"""
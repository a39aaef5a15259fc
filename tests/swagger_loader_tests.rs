#![allow(clippy::unwrap_used, clippy::expect_used)]

mod common;

use common::handlers::{named, recording_observer};
use common::temp_files::SpecDir;
use http::Method;
use serde_json::{json, Value};
use specroute::config::LoaderConfig;
use specroute::error::LoadError;
use specroute::host::{App, Dispatch, HandlerRegistry, HostMethod, Request, Scope};
use specroute::swagger::{CastValue, SwaggerLoadOptions, SwaggerLoader};
use std::sync::{Arc, Mutex};

fn abc_document() -> Value {
    json!({
        "swagger": "2.0",
        "info": { "title": "abc", "version": "1.0.0" },
        "paths": {
            "/abc": { "get": { "operationId": "getAbc" } }
        }
    })
}

#[test]
fn test_abc_route_ignores_unrelated_query() {
    let handlers = named(&["getAbc"]);
    let mut app = App::new();
    SwaggerLoader::default()
        .load(
            &mut app,
            SwaggerLoadOptions::new(&handlers).with_specs(abc_document()),
        )
        .unwrap();

    let mut req = Request::get("/abc?unrelated=1");
    let dispatch = app.dispatch(&mut req);
    let res = dispatch.response().expect("answered");
    assert_eq!(res.body(), Some(&json!({ "handler": "getAbc" })));
    // The scratch exists but nothing undeclared was copied into it.
    let scratch = req.swagger.expect("scratch created");
    assert!(scratch.get(Scope::Query, "unrelated").is_none());
}

#[test]
fn test_templated_paths_are_translated() {
    let handlers = HandlerRegistry::new().with("getPost", |req, res, _next| {
        let swagger = req.swagger.as_ref().unwrap();
        res.json(json!({
            "id": swagger.get(Scope::Path, "id").unwrap().to_json(),
            "postId": swagger.get(Scope::Path, "postId").unwrap().to_json(),
        }));
        Ok(())
    });
    let doc = json!({
        "paths": {
            "/users/{id}/posts/{postId}": {
                "get": {
                    "operationId": "getPost",
                    "parameters": [
                        { "name": "id", "in": "path", "type": "integer" },
                        { "name": "postId", "in": "path", "type": "string" }
                    ]
                }
            }
        }
    });
    let mut app = App::new();
    SwaggerLoader::default()
        .load(&mut app, SwaggerLoadOptions::new(&handlers).with_specs(doc))
        .unwrap();

    assert_eq!(
        app.routes(),
        vec![(HostMethod::Get, "/users/:id/posts/:postId".to_string())]
    );
    let dispatch = app.dispatch(&mut Request::get("/users/12/posts/hello"));
    assert_eq!(
        dispatch.response().unwrap().body(),
        Some(&json!({ "id": 12, "postId": "hello" }))
    );
}

#[test]
fn test_swagger_json_is_served_when_exposed() {
    let handlers = named(&["getAbc"]);
    let mut app = App::new();
    SwaggerLoader::new(LoaderConfig::default().with_expose_swagger_json(true))
        .load(
            &mut app,
            SwaggerLoadOptions::new(&handlers).with_specs(abc_document()),
        )
        .unwrap();

    let dispatch = app.dispatch(&mut Request::get("/swagger.json"));
    let res = dispatch.response().unwrap();
    assert_eq!(res.status_code(), 200);
    assert_eq!(res.body(), Some(&abc_document()));
}

#[test]
fn test_swagger_json_is_absent_by_default() {
    let handlers = named(&["getAbc"]);
    let mut app = App::new();
    SwaggerLoader::default()
        .load(
            &mut app,
            SwaggerLoadOptions::new(&handlers).with_specs(abc_document()),
        )
        .unwrap();

    assert_eq!(app.dispatch(&mut Request::get("/swagger.json")), Dispatch::NotFound);
}

#[test]
fn test_version_override_is_served() {
    let handlers = named(&["getAbc"]);
    let mut app = App::new();
    SwaggerLoader::new(LoaderConfig::default().with_expose_swagger_json(true))
        .load(
            &mut app,
            SwaggerLoadOptions::new(&handlers)
                .with_specs(abc_document())
                .with_version("2.3.4"),
        )
        .unwrap();

    let dispatch = app.dispatch(&mut Request::get("/swagger.json"));
    let body = dispatch.response().unwrap().body().unwrap();
    assert_eq!(body["info"]["version"], "2.3.4");
    assert_eq!(body["info"]["title"], "abc");
}

#[test]
fn test_empty_operation_is_missing_spec() {
    let handlers = named(&["getAbc"]);
    let mut app = App::new();
    let err = SwaggerLoader::default()
        .load(
            &mut app,
            SwaggerLoadOptions::new(&handlers)
                .with_specs(json!({ "paths": { "/abc": { "get": null } } })),
        )
        .unwrap_err();
    assert!(matches!(err, LoadError::MissingSpec { ref path, ref method } if path == "/abc" && method == "get"));
    assert!(app.is_empty());
}

#[test]
fn test_unknown_operation_id_is_missing_handler() {
    let handlers = named(&[]);
    let mut app = App::new();
    let err = SwaggerLoader::default()
        .load(
            &mut app,
            SwaggerLoadOptions::new(&handlers).with_specs(abc_document()),
        )
        .unwrap_err();
    assert!(matches!(err, LoadError::MissingHandler { ref operation_id, .. } if operation_id == "getAbc"));
}

#[test]
fn test_unknown_method_is_invalid_method() {
    let handlers = named(&["fetchAbc"]);
    let mut app = App::new();
    let err = SwaggerLoader::default()
        .load(
            &mut app,
            SwaggerLoadOptions::new(&handlers).with_specs(json!({
                "paths": { "/abc": { "fetch": { "operationId": "fetchAbc" } } }
            })),
        )
        .unwrap_err();
    assert!(matches!(err, LoadError::InvalidMethod { .. }));
}

#[test]
fn test_missing_handlers_and_paths_are_configuration_errors() {
    let mut app = App::new();
    let err = SwaggerLoader::default()
        .load(
            &mut app,
            SwaggerLoadOptions {
                specs: Some(abc_document()),
                ..SwaggerLoadOptions::default()
            },
        )
        .unwrap_err();
    assert!(matches!(err, LoadError::Configuration(_)));

    let handlers = named(&[]);
    let err = SwaggerLoader::default()
        .load(
            &mut app,
            SwaggerLoadOptions::new(&handlers).with_specs(json!({ "info": {} })),
        )
        .unwrap_err();
    assert!(matches!(err, LoadError::Configuration(_)));
}

#[test]
fn test_path_item_fields_are_not_operations() {
    let handlers = named(&["listPets"]);
    let mut app = App::new();
    SwaggerLoader::default()
        .load(
            &mut app,
            SwaggerLoadOptions::new(&handlers).with_specs(json!({
                "paths": {
                    "/pets": {
                        "summary": "Pets",
                        "parameters": [{ "name": "limit", "in": "query", "type": "integer" }],
                        "x-internal": true,
                        "get": { "operationId": "listPets" }
                    }
                }
            })),
        )
        .unwrap();
    assert_eq!(app.routes(), vec![(HostMethod::Get, "/pets".to_string())]);
}

#[test]
fn test_handler_error_goes_to_observer_and_leaves_request_unanswered() {
    let handlers = HandlerRegistry::new().with("boom", |_req, _res, _next| {
        Err(anyhow::anyhow!("database unavailable"))
    });
    let (observer, seen) = recording_observer();
    let mut app = App::new();
    SwaggerLoader::default()
        .with_observer(observer)
        .load(
            &mut app,
            SwaggerLoadOptions::new(&handlers).with_specs(json!({
                "paths": { "/boom": { "post": { "operationId": "boom" } } }
            })),
        )
        .unwrap();

    let dispatch = app.dispatch(&mut Request::new(Method::POST, "/boom"));
    assert_eq!(dispatch, Dispatch::Unanswered);
    let seen = seen.lock().unwrap();
    assert_eq!(seen.len(), 1);
    assert!(seen[0].contains("boom"));
    assert!(seen[0].contains("database unavailable"));
}

#[test]
fn test_handler_panic_goes_to_observer() {
    let handlers = HandlerRegistry::new().with("panics", |_req, _res, _next| {
        panic!("handler exploded");
    });
    let (observer, seen) = recording_observer();
    let mut app = App::new();
    SwaggerLoader::default()
        .with_observer(observer)
        .load(
            &mut app,
            SwaggerLoadOptions::new(&handlers).with_specs(json!({
                "paths": { "/panic": { "get": { "operationId": "panics" } } }
            })),
        )
        .unwrap();

    assert_eq!(app.dispatch(&mut Request::get("/panic")), Dispatch::Unanswered);
    assert!(seen.lock().unwrap()[0].contains("handler exploded"));
}

#[test]
fn test_malformed_parameter_is_reported_and_handler_still_runs() {
    let calls = Arc::new(Mutex::new(0u32));
    let counter = Arc::clone(&calls);
    let handlers = HandlerRegistry::new().with("getAbc", move |req, res, _next| {
        *counter.lock().unwrap() += 1;
        let limit = req
            .swagger
            .as_ref()
            .and_then(|s| s.get(Scope::Query, "limit"))
            .cloned();
        assert_eq!(limit, Some(CastValue::Integer(5)));
        res.send_text("ok");
        Ok(())
    });
    let (observer, seen) = recording_observer();
    let mut app = App::new();
    SwaggerLoader::default()
        .with_observer(observer)
        .load(
            &mut app,
            SwaggerLoadOptions::new(&handlers).with_specs(json!({
                "paths": {
                    "/abc": {
                        "get": {
                            "operationId": "getAbc",
                            "parameters": [
                                42,
                                { "name": "limit", "in": "query", "type": "integer" }
                            ]
                        }
                    }
                }
            })),
        )
        .unwrap();

    let dispatch = app.dispatch(&mut Request::get("/abc?limit=5"));
    assert!(dispatch.response().is_some());
    assert_eq!(*calls.lock().unwrap(), 1);
    assert_eq!(seen.lock().unwrap().len(), 1);
}

#[test]
fn test_loads_yaml_document_from_file() {
    let dir = SpecDir::new();
    dir.write(
        "openapi.yaml",
        r#"
openapi: 3.0.0
info:
  title: pets
  version: 0.1.0
paths:
  /pets/{petId}:
    get:
      operationId: getPet
    delete:
      operationId: deletePet
"#,
    );
    let handlers = named(&["getPet", "deletePet"]);
    let mut app = App::new();
    SwaggerLoader::new(LoaderConfig::default().with_root_dir(dir.path()))
        .load(
            &mut app,
            SwaggerLoadOptions::new(&handlers).with_filename("openapi.yaml"),
        )
        .unwrap();

    assert_eq!(
        app.routes(),
        vec![
            (HostMethod::Get, "/pets/:petId".to_string()),
            (HostMethod::Delete, "/pets/:petId".to_string()),
        ]
    );
}

#[test]
fn test_default_swagger_file_not_found() {
    let dir = SpecDir::new();
    let handlers = named(&[]);
    let mut app = App::new();
    let err = SwaggerLoader::new(LoaderConfig::default().with_root_dir(dir.path()))
        .load(&mut app, SwaggerLoadOptions::new(&handlers))
        .unwrap_err();
    assert!(matches!(err, LoadError::NotFound { ref path } if path.ends_with("swagger.json")));
}

#[test]
fn test_next_passes_request_to_later_layer() {
    let handlers = HandlerRegistry::new()
        .with("tagRequest", |_req, _res, next| {
            next.call();
            Ok(())
        })
        .with("getAbc", |req, res, _next| {
            let limit = req
                .swagger
                .as_ref()
                .and_then(|s| s.get(Scope::Query, "limit"))
                .cloned();
            assert_eq!(limit, Some(CastValue::Integer(3)));
            res.send_text("second");
            Ok(())
        });
    let doc = |operation_id: &str| {
        json!({
            "paths": {
                "/abc": {
                    "get": {
                        "operationId": operation_id,
                        "parameters": [{ "name": "limit", "in": "query", "type": "integer" }]
                    }
                }
            }
        })
    };
    let loader = SwaggerLoader::default();
    let mut app = App::new();
    loader
        .load(&mut app, SwaggerLoadOptions::new(&handlers).with_specs(doc("tagRequest")))
        .unwrap();
    loader
        .load(&mut app, SwaggerLoadOptions::new(&handlers).with_specs(doc("getAbc")))
        .unwrap();

    let dispatch = app.dispatch(&mut Request::get("/abc?limit=3"));
    assert_eq!(
        dispatch.response().and_then(|r| r.body()),
        Some(&json!("second"))
    );
}

#[test]
fn test_reload_is_additive_and_first_swagger_json_wins() {
    let handlers = named(&["getAbc"]);
    let loader = SwaggerLoader::new(LoaderConfig::default().with_expose_swagger_json(true));
    let mut app = App::new();
    loader
        .load(
            &mut app,
            SwaggerLoadOptions::new(&handlers)
                .with_specs(abc_document())
                .with_version("1.0.0"),
        )
        .unwrap();
    loader
        .load(
            &mut app,
            SwaggerLoadOptions::new(&handlers)
                .with_specs(abc_document())
                .with_version("2.0.0"),
        )
        .unwrap();

    assert_eq!(
        app.routes(),
        vec![
            (HostMethod::Get, "/abc".to_string()),
            (HostMethod::Get, "/swagger.json".to_string()),
            (HostMethod::Get, "/abc".to_string()),
            (HostMethod::Get, "/swagger.json".to_string()),
        ]
    );
    let dispatch = app.dispatch(&mut Request::get("/swagger.json"));
    let body = dispatch.response().unwrap().body().unwrap();
    assert_eq!(body["info"]["version"], "1.0.0");
}
//! Error types for route loading and parameter casting.
//!
//! Two regimes coexist and are kept apart on purpose:
//!
//! - [`LoadError`] is returned synchronously from
//!   [`RouteLoader::load`](crate::routes::RouteLoader::load) and
//!   [`SwaggerLoader::load`](crate::swagger::SwaggerLoader::load). The first
//!   failure aborts the remainder of that call; routes registered before it stay
//!   registered.
//! - [`CastError`] never leaves the per-request Swagger wrapper. It is reported to
//!   the [`ErrorObserver`](crate::swagger::ErrorObserver) and the request carries
//!   on with the parameter left uncast.

use std::path::PathBuf;
use thiserror::Error;

/// Boxed parser error kept as the `source` of [`LoadError::Parse`].
pub type BoxError = Box<dyn std::error::Error + Send + Sync + 'static>;

/// Load-time failure of a route table or Swagger document.
#[derive(Debug, Error)]
pub enum LoadError {
    /// The caller supplied unusable options (no handler registry, no `paths`).
    #[error("configuration error: {0}")]
    Configuration(String),

    /// The resolved spec file does not exist.
    #[error("spec file not found: {}", path.display())]
    NotFound { path: PathBuf },

    /// The spec file exists but its contents could not be decoded or parsed.
    #[error("failed to parse {}: {source}", path.display())]
    Parse {
        path: PathBuf,
        #[source]
        source: BoxError,
    },

    /// The method name is not one the host can register.
    #[error("invalid method '{method}' for path '{path}'")]
    InvalidMethod { path: String, method: String },

    /// A flat route names a handler that is not in the registry.
    #[error("invalid handler '{handler}' for {method} '{path}'")]
    InvalidHandler {
        path: String,
        method: String,
        handler: String,
    },

    /// A Swagger path lists a method whose operation object is empty.
    #[error("missing operation spec for {method} '{path}'")]
    MissingSpec { path: String, method: String },

    /// A Swagger operation's `operationId` has no handler in the registry.
    #[error("missing handler '{operation_id}' for {method} '{path}'")]
    MissingHandler {
        path: String,
        method: String,
        operation_id: String,
    },

    /// Reading the spec file failed for a reason other than absence.
    #[error("failed to read {}: {source}", path.display())]
    Io {
        path: PathBuf,
        #[source]
        source: std::io::Error,
    },
}

impl LoadError {
    pub(crate) fn parse(path: impl Into<PathBuf>, source: impl Into<BoxError>) -> Self {
        LoadError::Parse {
            path: path.into(),
            source: source.into(),
        }
    }
}

/// Per-request casting failure. Confined to the Swagger wrapper.
#[derive(Debug, Clone, PartialEq, Eq, Error)]
pub enum CastError {
    /// The declared parameter entry is not a usable parameter object.
    #[error("malformed parameter spec at index {index}: {reason}")]
    Malformed { index: usize, reason: String },
}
"""
- ABOUT THIS TASK: The lines you need are those with the word "exploded"; list them from the entries.

- THE COMPLETED TASK:
        panic!("handler exploded");
    assert!(seen.lock().unwrap()[0].contains("handler exploded"));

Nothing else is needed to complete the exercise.